ALBANY -- The number of educators in New York is down nearly 15,000 positions over the past seven years, while salaries are up 10 percent over that stretch, new state records show.
The average salary for educators in New York last year was $64,513, a nearly 4 percent increase compared to the previous year and an increase of almost 12 percent over five years, records reviewed by the USA Today Network's Albany Bureau from state Teachers Retirement System showed.
The salary growth comes as the number of educators -- which includes administrators, teachers and support staff -- has been in decline, down almost six percent since the 2010-11 school year, the records showed.
DATABASE: Educators' salaries in NYS
DATABASE: Teacher Pensions in NYS
DATABASE: State Employees Salaries
The figures are consistent with recent trends and other state data: Fewer staff in New York schools have meant a higher average salary. The higher salaries, school officials said, is in part through yearly raises of about 2 percent or 3 percent and comes after some years during the recession of no raises and staff cuts.
"We did go through a period where school districts were eliminating teaching positions and not filling them, and, if nothing else changed, you would expect the average salary would go up under those circumstances," said Robert Lowry, deputy director of the state Council of School Superintendents.
The number of educators earning $100,000 or more grew again, up 4.5 percent between the 2015-16 and 2016-17 fiscal year, which ended June 30, and up 22 percent over five years, the records showed.
More than 55,000 educators earned the top salaries last year, compared to fewer than 40,000 in 2010-11 year.
So last year, more than one-in-five educators had gross pay of $100,00 or more, the records showed.
The average salary in the public schools outside New York City depended on their location.
Westchester County had the highest average salary in the state at nearly $95,000, followed by Nassau County at $89,000 and Putnam County at $87,000. Rockland County ranked fifth behind Suffolk County at $85,000.
The data included all full and part-time workers in the pension system.
Downstate districts are going to have higher salaries because of the higher cost of living, said Lisa Davis, executive director at Westchester Putnam School Board Association.
She pointed to a state report in February that showed when regional cost differences are factored in, the lower Hudson Valley spends on average about the same as other regions of the state.
"What does it cost to live?
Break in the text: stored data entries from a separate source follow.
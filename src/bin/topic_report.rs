//! Prints the topic distribution of a publication table.
//!
//! Usage: `topic-report [path/to/publications.csv]` (defaults to the configured table).

use std::path::PathBuf;

use anyhow::Result;
use biocosmos::config::EngineConfig;
use biocosmos::ingest::load_table;
use biocosmos::{SearchIndex, TopicCategorizer};

fn main() -> Result<()> {
    let _ = dotenvy::dotenv();
    tracing_subscriber::fmt().with_target(false).init();

    let cfg = EngineConfig::load_default()?;
    let path = std::env::args()
        .nth(1)
        .map(PathBuf::from)
        .unwrap_or_else(|| cfg.data.publications_path.clone());

    // Same table build and counting as the service, so the report matches /api/topics.
    let categorizer = TopicCategorizer::new(cfg.topics.clone());
    let counts = SearchIndex::new(load_table(&path, &categorizer)?).topic_distribution();

    println!("=== Topic Distribution ===");
    for c in &counts {
        println!("{}: {}", c.name, c.count);
    }
    println!("Total: {}", counts.iter().map(|c| c.count).sum::<usize>());
    Ok(())
}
That’s the salary piece," she explained, adding that a district with a higher salary average may also be the result of teachers staying in the district, a sign of a strong school community.
"If a district is higher on average, that probably means people are staying," Davis said.
The highest paid public school official in the last fiscal year was Kelly Fallon, the former superintendent in the Half Hollow Hills schools on Long Island. Fallon, who retired at the end of the school year, earned $398,000.
Locally, Harrison superintendent Louis Wool ranked third among public school officials in the state, earning $371,060 last school year, the records showed.
The salaries have their critics.
In Westchester, 55 percent of teachers and administrators were paid more than $100,000, the most of any county, compared to 49 percent of those on Long Island, said The Empire Center, an Albany-based fiscally conservative group that analyzes public salaries.
The group said the number of educators collecting six-figure pay has nearly doubled—from 32,914 to 54,539—since it started keeping track of the the salary nearly a decade ago, saying increases are in part due to union contracts.
"With enrollments declining in most districts, they’ve been hiring fewer teachers at lower starting salaries, which would pull down the average," said E.J. McMahon, the group's founder.
"The remaining teachers and administrators continue to receive regular base-pay increases compounded by longevity pay, which automatically increases with experience."